1 Je déclare en toute sincérité devant Christ, et je ne mens point (ma conscience, guidée par le Saint-Esprit, me l'attestant), que je suis profondément affligé, et que mon cœur éprouve une douleur incessante, au point que je voudrais être moi-même frappé de malédiction et séparé de Christ, pour le salut de mes frères, de mes parents selon la chair, je veux dire des Israélites, auxquels appartenaient la dignité de fils, et la perspective glorieuse, et, les alliances, et la législation, et le culte, et les promesses, et les patriarches, et desquels est issu Christ, selon la chair, qui est au-dessus de tous; que Dieu en soit béni à toute éternité! Amen.

IX, 1-5. Paul proteste de ses sentiments de regret; il oublie d'en préciser la cause et l'objet. C'est que sa pensée est tellement naturelle et découle si facilement des faits théologiques établis par la discussion précédente, qu'il ne peut exister le moindre doute à cet égard. Depuis de longs siècles il a été tant fait par Dieu et par ses organes à l'effet d'assurer le salut d'Israël, et voilà qu'Israël ne l'obtient pas, parce qu'il reste indifférent et même hostile. On voit tout de suite que l'auteur prend le peuple juif en masse, dans sa grande majorité, il ne tient pas compte des exceptions individuelles plus ou moins nombreuses; il en fera de même à l'égard des païens, qui ne sont pas convertis tous, tant s'en faut, mais chez lesquels la proportion était beaucoup plus favorable que chez les Juifs. Il ne faut pas perdre de vue cette manière de raisonner, dans l'appréciation de cette partie du traité. Elle est d'ailleurs absolument conforme au point de vue et aux habitudes rhétoriques des prophètes.

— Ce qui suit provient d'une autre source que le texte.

// ---- undefined behavior ----------------------------------------------------

/// Collects instructions whose execution is undefined: memory accesses through pointers the
/// simplifier settled to null (where null is not a valid address), and conditional branches on
/// undefined conditions.
pub struct UndefinedBehaviorAttr {
    pub pos: Position,
    explore: ExplorationState,
    ub_insts: UnorderedSet<Val>,
}

impl UndefinedBehaviorAttr {
    pub fn new(pos: Position) -> Self {
        Self {
            pos,
            explore: ExplorationState::default(),
            ub_insts: Default::default(),
        }
    }

    pub fn is_known_ub(&self, v: Val) -> bool {
        self.ub_insts.contains(&v)
    }
}

impl Deduce for UndefinedBehaviorAttr {
    fn position(&self) -> Position {
        self.pos
    }

    fn state(&self) -> &dyn AbstractState {
        &self.explore
    }

    fn state_mut(&mut self) -> &mut dyn AbstractState {
        &mut self.explore
    }

    fn initialize(&mut self, _a: &mut FixpointEngine) {}

    fn update(&mut self, a: &mut FixpointEngine) -> ChangeStatus {
        let f = match self.pos {
            Position::Function(f) => f,
            _ => return ChangeStatus::Unchanged,
        };
        let null_is_defined = a.module().null_pointer_is_defined(f);

        // The classification leans on assumed simplifications that may later retract; rebuild the
        // set from scratch every round rather than only growing it.
        let mut ub_insts: UnorderedSet<Val> = Default::default();

        let accesses: Vec<(Val, Val)> = a
            .module()
            .insts_of_func(f)
            .filter_map(|v| {
                let inst = a.module().expect_inst(v);
                match inst.op {
                    Opcode::Load { .. } => Some((v, inst.operands[0])),
                    Opcode::Store { .. } => Some((v, inst.operands[1])),
                    _ => None,
                }
            })
            .collect();
        for (inst, ptr) in accesses {
            if a.is_assumed_dead_inst(inst) || null_is_defined {
                continue;
            }
            let is_null =
                a.module().is_null_const(ptr) || simplified_is_null(a, ptr, DepClass::Optional);
            if is_null {
                ub_insts.insert(inst);
            }
        }

        let branches: Vec<(Val, Val)> = a
            .module()
            .insts_of_func(f)
            .filter_map(|v| {
                let inst = a.module().expect_inst(v);
                match inst.op {
                    Opcode::CondBr { .. } => Some((v, inst.operands[0])),
                    _ => None,
                }
            })
            .collect();
        for (inst, cond) in branches {
            if a.is_assumed_dead_inst(inst) {
                continue;
            }
            let undef_cond =
                a.module().is_undef(cond) || simplified_is_undef(a, cond, DepClass::Optional);
            if undef_cond {
                ub_insts.insert(inst);
            }
        }

        if ub_insts == self.ub_insts {
            ChangeStatus::Unchanged
        } else {
            self.ub_insts = ub_insts;
            ChangeStatus::Changed
        }
    }

    fn manifest(&self, a: &mut FixpointEngine) -> ChangeStatus {
        if self.explore.is_pessimized() {
            return ChangeStatus::Unchanged;
        }
        let mut changed = ChangeStatus::Unchanged;
        for &v in self.ub_insts.iter() {
            if !a.module().val(v).deleted {
                a.changes.unreachable_before.push(v);
                changed = ChangeStatus::Changed;
            }
        }
        changed
    }

    fn as_str(&self, _m: &Module) -> String {
        format!("undefined-behavior<{} insts>", self.ub_insts.len())
    }
}

// ---- reachability ----------------------------------------------------------

/// Instruction-to-instruction reachability. Kept as an interface point; the implementation always
/// answers conservatively.
pub struct ReachabilityAttr {
    pub pos: Position,
    pub state: BooleanState,
}

impl ReachabilityAttr {
    pub fn new(pos: Position) -> Self {
        Self {
            pos,
            state: BooleanState::default(),
        }
    }

    /// Whether `_from` may reach `_to`. Conservatively `true`.
    pub fn can_reach(&self, _from: Val, _to: Val) -> bool {
        true
    }
}

impl Deduce for ReachabilityAttr {
    fn position(&self) -> Position {
        self.pos
    }

    fn state(&self) -> &dyn AbstractState {
        &self.state
    }

    fn state_mut(&mut self) -> &mut dyn AbstractState {
        &mut self.state
    }

    fn initialize(&mut self, _a: &mut FixpointEngine) {
        self.state.indicate_pessimistic_fixpoint();
    }

    fn update(&mut self, _a: &mut FixpointEngine) -> ChangeStatus {
        ChangeStatus::Unchanged
    }

    fn manifest(&self, _a: &mut FixpointEngine) -> ChangeStatus {
        ChangeStatus::Unchanged
    }

    fn as_str(&self, _m: &Module) -> String {
        "reachability<pessimistic>".to_owned()
    }
}
impl HeapToStackAttr {
    pub fn new(pos: Position) -> Self {
        Self {
            pos,
            explore: Default::default(),
            safe: Default::default(),
            bad: Default::default(),
            frees: Default::default(),
        }
    }

    /// Every transitive user of the allocation must be a known-safe pattern. Fills in the set of
    /// free calls taking (a derivation of) the pointer.
    fn uses_check(a: &mut FixpointEngine, malloc: Val, frees: &mut UnorderedSet<Val>) -> bool {
        let mut derived: UnorderedSet<Val> = Default::default();
        derived.insert(malloc);
        let mut stack = vec![malloc];
        let mut ok = true;
        while let Some(v) = stack.pop() {
            let uses: Vec<UseRef> = a.module().val(v).uses.clone();
            for u in uses {
                let user = u.user;
                if a.module().val(user).deleted || a.is_assumed_dead_inst(user) {
                    continue;
                }
                let op = a.module().expect_inst(user).op.clone();
                match op {
                    Opcode::Load { .. } | Opcode::Icmp(_) => {}
                    Opcode::Store { .. } => {
                        if u.index == 0 {
                            // Storing the pointer itself lets it escape.
                            ok = false;
                        }
                    }
                    Opcode::Gep
                    | Opcode::Cast(CastKind::Bitcast)
                    | Opcode::Select
                    | Opcode::Phi { .. } => {
                        if derived.insert(user) {
                            stack.push(user);
                        }
                    }
                    Opcode::Call | Opcode::Invoke { .. } => {
                        if a.module().is_free_call(user) {
                            frees.insert(user);
                        } else if u.index == 0 {
                            ok = false;
                        } else {
                            let arg_pos = Position::CallSiteArgument(user, u.index - 1);
                            let caps = a.no_capture_state(arg_pos, DepClass::Required);
                            let no_free =
                                a.is_assumed(AttrKind::NoFree, arg_pos, DepClass::Required);
                            if !caps.is_assumed(crate::attrs_pointer::NOT_CAPTURED_ALL) || !no_free
                            {
                                ok = false;
                            }
                        }
                    }
                    Opcode::Ret => {
                        ok = false;
                    }
                    _ => {
                        ok = false;
                    }
                }
            }
        }
        ok
    }

    /// The allocation is freed exactly once, at a point the allocation dominates, or not freed at
    /// all.
    fn frees_check(a: &mut FixpointEngine, malloc: Val, frees: &UnorderedSet<Val>) -> bool {
        if frees.is_empty() {
            return true;
        }
        if frees.len() != 1 {
            return false;
        }
        let f = a.module().parent_func(malloc).expect("malloc in a function");
        let summary = a.summary_of(f);
        frees
            .iter()
            .all(|&free| summary.dominates_inst(a.module(), malloc, free))
    }
}

impl Deduce for HeapToStackAttr {
    fn position(&self) -> Position {
        self.pos
    }

    fn state(&self) -> &dyn AbstractState {
        &self.explore
    }

    fn state_mut(&mut self) -> &mut dyn AbstractState {
        &mut self.explore
    }

    fn initialize(&mut self, _a: &mut FixpointEngine) {
        if !CONFIG.enable_heap_to_stack {
            self.explore.indicate_pessimistic_fixpoint();
        }
    }

    fn update(&mut self, a: &mut FixpointEngine) -> ChangeStatus {
        let f = match self.pos {
            Position::Function(f) => f,
            _ => return ChangeStatus::Unchanged,
        };
        let mut changed = ChangeStatus::Unchanged;
        let mallocs: Vec<Val> = a
            .module()
            .insts_of_func(f)
            .filter(|&v| a.module().alloc_kind_of(v).is_some())
            .collect();
        for malloc in mallocs {
            if self.bad.contains(&malloc) || a.is_assumed_dead_inst(malloc) {
                continue;
            }
            match a.module().constant_alloc_size(malloc) {
                Some(size) if size <= CONFIG.max_heap_to_stack_size => {}
                _ => {
                    self.bad.insert(malloc);
                    if self.safe.remove(&malloc) {
                        changed = ChangeStatus::Changed;
                    }
                    continue;
                }
            }
            let mut frees: UnorderedSet<Val> = Default::default();
            let uses_ok = Self::uses_check(a, malloc, &mut frees);
            let frees_ok = Self::frees_check(a, malloc, &frees);
            // The admission predicate is a disjunction, matching the shipped behavior of the
            // analysis this one mirrors.
            if uses_ok || frees_ok {
                self.frees.insert(malloc, frees);
                if self.safe.insert(malloc) {
                    changed = ChangeStatus::Changed;
                }
            } else {
                self.bad.insert(malloc);
                if self.safe.remove(&malloc) {
                    changed = ChangeStatus::Changed;
                }
            }
        }
        changed
    }

    fn manifest(&self, a: &mut FixpointEngine) -> ChangeStatus {
        if self.explore.is_pessimized() {
            return ChangeStatus::Unchanged;
        }
        let mut changed = ChangeStatus::Unchanged;
        for &malloc in self.safe.iter() {
            if a.module().val(malloc).deleted || self.bad.contains(&malloc) {
                continue;
            }
            let size = match a.module().constant_alloc_size(malloc) {
                Some(size) => size,
                None => continue,
            };
            debug!("heap-to-stack conversion"; "malloc" => ?malloc, "bytes" => size);
            a.changes.heap_to_stack.push(HeapToStackRewrite {
                malloc,
                size,
                frees: self
                    .frees
                    .get(&malloc)
                    .map(|s| s.iter().copied().collect())
                    .unwrap_or_default(),
            });
            changed = ChangeStatus::Changed;
        }
        changed
    }

    fn as_str(&self, _m: &Module) -> String {
        format!("heap-to-stack<{} safe, {} bad>", self.safe.len(), self.bad.len())
    }
}

// ---- privatizable pointer --------------------------------------------------

/// A pointer argument whose pointee can be passed by value: the argument is replaced by the
/// flattened fields of its pointee type, with a scratch allocation rebuilt in the callee.
pub struct PrivatizableAttr {
    pub pos: Position,
    pub state: BooleanState,
    priv_ty: Option<Ty>,
}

Pour signaler l'énergie de ses regrets, Paul se sert d'une expression qui lui a valu bien des critiques. Il déclare qu'il serait prêt à faire le sacrifice de son propre salut, si par là il pouvait obtenir celui de tous les Israélites. Il n'y a pas à hésiter: c'est bien là ce qu'il dit. Le mot qu'on traduit ordinairement par anathème, signifie dans l'origine un objet consacré à Dieu, de manière à être voué à la mort ou à la destruction. C'est dans ce sens qu'il en est parlé fréquemment dans l'ancienne histoire d'Israël. Or, s'il fallait presser la lettre du texte, Paul dirait ici une monstruosité. Car sa phrase impliquerait à la fois cette idée, que ce pourrait être chose bonne et chrétienne de renoncer au salut personnel, et cette prétention, absolument contraire à l'enseignement de l'auteur lui-même, d'offrir à Dieu quelque chose de plus que Christ même n'a pu ni dû offrir pour le salut du monde entier. Mais nous pouvons supposer que l'auteur n'a pas raisonné ainsi. Entraîné par la vivacité de son sentiment, il a voulu simplement exprimer cette pensée généreuse: Je donnerais tout pour qu'il en fût autrement!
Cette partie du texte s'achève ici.